The study found that overall prevalence of side-effects was 9.1 per cent, dropping to between 5.9 per cent and 7 per cent when compared against diagnostic criteria.

Drugs caused harm

Researchers said that in many cases patients thought they were suffering ill effects from the drugs because they believed that the drugs caused harm.

“Our findings mean that we should evaluate patients’ symptoms very carefully, firstly to see whether symptoms are indeed caused by statins, and secondly, to evaluate whether it might be patients’ perceptions that statins are harmful – so-called nocebo or drucebo effect – which could be responsible for more than 50 per cent of all symptoms, rather than the drug itself,” Prof Banach said.

The research also found relatively higher risks of statin intolerance in particular groups.

While overall prevalence of side-effects fell between 6 and 10 per cent, within that women’s risk of side-effects was found to be 48 per cent higher than that of men. This means that about 11 per cent of women are likely to have statin intolerance, compared with about 7 per cent of men. Overall, relative risks were 31 per cent higher among patients aged 65 and over, 30 per cent higher among the obese, and 22 per cent higher among those who drank alcohol regularly.

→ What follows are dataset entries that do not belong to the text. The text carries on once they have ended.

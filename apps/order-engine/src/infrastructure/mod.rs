//! Infrastructure Layer
//!
//! Adapters for the ports defined in the application layer and the
//! repository traits of the domain layer:
//!
//! - `persistence/`: In-memory order and trade stores
//! - `market_data/`: In-memory market data source
//! - `clock`: System and manual clocks

pub mod clock;
pub mod market_data;
pub mod persistence;

pub use clock::{ManualClock, SystemClock};
pub use market_data::InMemoryMarketData;
pub use persistence::{InMemoryOrderStore, InMemoryTradeStore};
//! Market Data Port (Driven Port)
//!
//! Interface for pulling market snapshots. Matching pulls a fresh snapshot
//! on every evaluation.

use thiserror::Error;

use crate::domain::market_data::{MarketSnapshot, OrderBook};
use crate::domain::shared::Symbol;

/// Market data errors.
#[derive(Debug, Clone, PartialEq, Eq, Error)]
pub enum MarketDataError {
    /// Symbol is not listed.
    #[error("Unknown symbol: {symbol}")]
    UnknownSymbol {
        /// Requested symbol.
        symbol: String,
    },

    /// Symbol is listed but no usable snapshot is available right now.
    #[error("Market data unavailable for {symbol}: {reason}")]
    Unavailable {
        /// Requested symbol.
        symbol: String,
        /// Why.
        reason: String,
    },
}

impl MarketDataError {
    /// Returns true if retrying later may succeed.
    #[must_use]
    pub const fn is_transient(&self) -> bool {
        matches!(self, Self::Unavailable { .. })
    }
}

/// Port for market data.
pub trait MarketDataPort: Send + Sync {
    /// Returns true if the symbol is tradable.
    fn is_listed(&self, symbol: &Symbol) -> bool;

    /// Current snapshot for a symbol.
    ///
    /// # Errors
    ///
    /// Returns `UnknownSymbol` for unlisted symbols and `Unavailable` when
    /// the symbol has no usable quote.
    fn snapshot(&self, symbol: &Symbol) -> Result<MarketSnapshot, MarketDataError>;

    /// All listed symbols.
    fn symbols(&self) -> Vec<Symbol>;

    /// Depth view for a symbol.
    ///
    /// # Errors
    ///
    /// Same as [`MarketDataPort::snapshot`].
    fn order_book(&self, symbol: &Symbol, depth: usize) -> Result<OrderBook, MarketDataError>;
}
//! VWAP Executor Domain Service

use rust_decimal::Decimal;
use std::time::Duration;

use crate::domain::execution_tactics::errors::TacticError;
use crate::domain::execution_tactics::value_objects::{VolumeProfile, VwapSlice};

/// VWAP executor for volume-weighted allocation.
///
/// Each bucket is offered `min(total * weight, remaining)`. Only placed
/// quantity reduces `remaining`, so the running sum of placed allocations
/// never exceeds the total and allocation stops once it is exhausted.
#[derive(Debug, Clone)]
pub struct VwapExecutor {
    total_qty: Decimal,
    remaining_qty: Decimal,
    slices: Vec<VwapSlice>,
}

impl VwapExecutor {
    /// Plan a VWAP run with buckets `bucket_interval` apart.
    ///
    /// # Errors
    ///
    /// Returns error if the profile is invalid or the quantity is not positive.
    pub fn new(
        total_qty: Decimal,
        profile: &VolumeProfile,
        bucket_interval: Duration,
    ) -> Result<Self, TacticError> {
        profile.validate()?;
        if total_qty <= Decimal::ZERO {
            return Err(TacticError::InvalidSliceQuantity {
                quantity: total_qty.to_string(),
            });
        }
        let slices = profile
            .buckets()
            .iter()
            .enumerate()
            .map(|(index, bucket)| VwapSlice {
                index,
                label: bucket.label.clone(),
                weight: bucket.weight,
                offset: bucket_interval * index as u32,
            })
            .collect();

        Ok(Self {
            total_qty,
            remaining_qty: total_qty,
            slices,
        })
    }

    /// Planned bucket slots.
    #[must_use]
    pub fn slices(&self) -> &[VwapSlice] {
        &self.slices
    }

    /// Quantity to offer a bucket of `weight` right now.
    ///
    /// Zero when the parent is exhausted or the weight is zero.
    #[must_use]
    pub fn allocation_for(&self, weight: Decimal) -> Decimal {
        self.total_qty
            .saturating_mul(weight)
            .min(self.remaining_qty)
            .max(Decimal::ZERO)
    }

    /// Record a successfully placed allocation.
    ///
    /// # Errors
    ///
    /// Returns error if `quantity` exceeds what remains.
    pub fn record_placed(&mut self, quantity: Decimal) -> Result<(), TacticError> {
        if quantity > self.remaining_qty || quantity < Decimal::ZERO {
            return Err(TacticError::InvalidSliceQuantity {
                quantity: quantity.to_string(),
            });
        }
        self.remaining_qty -= quantity;
        Ok(())
    }

    /// Check if nothing is left to place.
    #[must_use]
    pub fn is_exhausted(&self) -> bool {
        self.remaining_qty <= Decimal::ZERO
    }
}

#[cfg(test)]
mod tests {
    use super::*;
    use crate::domain::execution_tactics::value_objects::VolumeBucket;
    use rust_decimal_macros::dec;

    #[test]
    fn allocates_by_weight() {
        let mut executor =
            VwapExecutor::new(dec!(100), &VolumeProfile::default(), Duration::from_secs(3600))
                .unwrap();
        assert_eq!(executor.slices().len(), 9);
        assert_eq!(executor.slices()[2].offset, Duration::from_secs(7200));

        let mut placed = Decimal::ZERO;
        for slice in executor.slices().to_vec() {
            let alloc = executor.allocation_for(slice.weight);
            executor.record_placed(alloc).unwrap();
            placed += alloc;
        }
        assert_eq!(placed, dec!(100));
        assert!(executor.is_exhausted());
    }

    #[test]
    fn unplaced_allocation_stays_available() {
        let profile = VolumeProfile::new(vec![
            VolumeBucket::new("a", dec!(0.5)),
            VolumeBucket::new("b", dec!(0.5)),
        ])
        .unwrap();
        let mut executor = VwapExecutor::new(dec!(10), &profile, Duration::from_secs(1)).unwrap();

        // Bucket a failed to place: nothing recorded, the full total remains.
        assert_eq!(executor.allocation_for(dec!(0.5)), dec!(5));
        assert_eq!(executor.allocation_for(Decimal::ONE), dec!(10));

        executor.record_placed(dec!(5)).unwrap();
        assert_eq!(executor.allocation_for(dec!(0.5)), dec!(5));
        assert!(!executor.is_exhausted());
    }

    #[test]
    fn allocation_capped_by_remaining() {
        let profile = VolumeProfile::new(vec![
            VolumeBucket::new("a", dec!(0.7)),
            VolumeBucket::new("b", dec!(0.3)),
        ])
        .unwrap();
        let mut executor = VwapExecutor::new(dec!(10), &profile, Duration::from_secs(1)).unwrap();
        executor.record_placed(dec!(8)).unwrap();
        assert_eq!(executor.allocation_for(dec!(0.3)), dec!(2));
        assert!(executor.record_placed(dec!(3)).is_err());
    }

    #[test]
    fn zero_weight_gets_nothing() {
        let profile = VolumeProfile::new(vec![
            VolumeBucket::new("a", dec!(0)),
            VolumeBucket::new("b", dec!(1)),
        ])
        .unwrap();
        let executor = VwapExecutor::new(dec!(10), &profile, Duration::from_secs(1)).unwrap();
        assert_eq!(executor.allocation_for(Decimal::ZERO), Decimal::ZERO);
    }
}
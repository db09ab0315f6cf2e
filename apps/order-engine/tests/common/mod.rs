//! Shared wiring for integration tests.

#![allow(dead_code)]

use std::sync::Arc;
use std::time::Duration;

use chrono::{DateTime, TimeZone, Utc};
use order_engine::application::ports::{Clock, MarketDataPort};
use order_engine::application::services::SchedulerSettings;
use order_engine::domain::execution_tactics::SliceRetryPolicy;
use order_engine::domain::market_data::MarketSnapshot;
use order_engine::infrastructure::{
    InMemoryMarketData, InMemoryOrderStore, InMemoryTradeStore, ManualClock,
};
use order_engine::{EngineSettings, Symbol, TradingFacade};
use rust_decimal::Decimal;
use rust_decimal_macros::dec;

pub const ETH: &str = "ETH/DGD";
pub const BTC: &str = "BTC/DGD";

/// A facade over in-memory adapters plus handles to drive them.
pub struct Harness {
    pub facade: Arc<TradingFacade>,
    pub market: Arc<InMemoryMarketData>,
    pub clock: Arc<ManualClock>,
}

pub fn start_time() -> DateTime<Utc> {
    Utc.with_ymd_and_hms(2024, 1, 2, 12, 0, 0).unwrap()
}

/// Scheduler tuned for paused-time tests: one-minute VWAP buckets and
/// jitter-free retries.
pub fn test_settings() -> EngineSettings {
    EngineSettings {
        scheduler: SchedulerSettings {
            vwap_bucket_interval: Duration::from_secs(60),
            retry: SliceRetryPolicy {
                max_attempts: 2,
                initial_backoff_ms: 250,
                max_backoff_ms: 1_000,
                backoff_multiplier: 2.0,
                jitter_factor: 0.0,
            },
            ..SchedulerSettings::default()
        },
        ..EngineSettings::default()
    }
}

pub fn harness() -> Harness {
    harness_with(test_settings())
}

pub fn harness_with(settings: EngineSettings) -> Harness {
    let market = Arc::new(InMemoryMarketData::new());
    let clock = Arc::new(ManualClock::new(start_time()));
    let facade = Arc::new(TradingFacade::new(
        settings,
        Arc::new(InMemoryOrderStore::new()),
        Arc::new(InMemoryTradeStore::new()),
        Arc::clone(&market) as Arc<dyn MarketDataPort>,
        Arc::clone(&clock) as Arc<dyn Clock>,
    ));
    let harness = Harness {
        facade,
        market,
        clock,
    };
    harness.quote(ETH, dec!(22.2), dec!(22.3));
    harness.quote(BTC, dec!(45000), dec!(45010));
    harness
}

impl Harness {
    /// Publish a quote with `last` at the mid.
    pub fn quote(&self, symbol: &str, bid: Decimal, ask: Decimal) {
        self.market.update(MarketSnapshot::new(
            Symbol::new(symbol),
            bid,
            ask,
            (bid + ask) / dec!(2),
            self.clock.now(),
        ));
    }

    /// Publish a quote with top-of-book sizes.
    pub fn quote_sized(&self, symbol: &str, bid: Decimal, ask: Decimal, size: Decimal) {
        self.market.update(
            MarketSnapshot::new(
                Symbol::new(symbol),
                bid,
                ask,
                (bid + ask) / dec!(2),
                self.clock.now(),
            )
            .with_sizes(size, size),
        );
    }

    /// Publish a quote and re-evaluate resting orders on it.
    pub fn move_market(&self, symbol: &str, bid: Decimal, ask: Decimal) -> usize {
        self.quote(symbol, bid, ask);
        self.facade
            .reevaluate(&Symbol::new(symbol))
            .unwrap_or_else(|e| panic!("reevaluate {symbol}: {e}"))
    }
}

Researchers said more should be done to examine combinations of risk factors to see how best to treat those at higher risk of side-effects.

Prof Sir Nilesh Samani, medical director at the British Heart Foundation, said: “Decades of evidence have proven that statins save lives. This latest analysis, showing that the risk of side-effects from statins are less than previously thought, should provide reassurance to those who are recommended this medicine to reduce their risk of a heart attack or stroke. Furthermore, other studies have shown that side-effects commonly attributed to statins are often not from the drug itself.

“Having said this, the decision to take a statin to reduce the risk of heart and circulatory disease should always be a joint one between a GP and patient after a discussion about the likely benefit,” he said.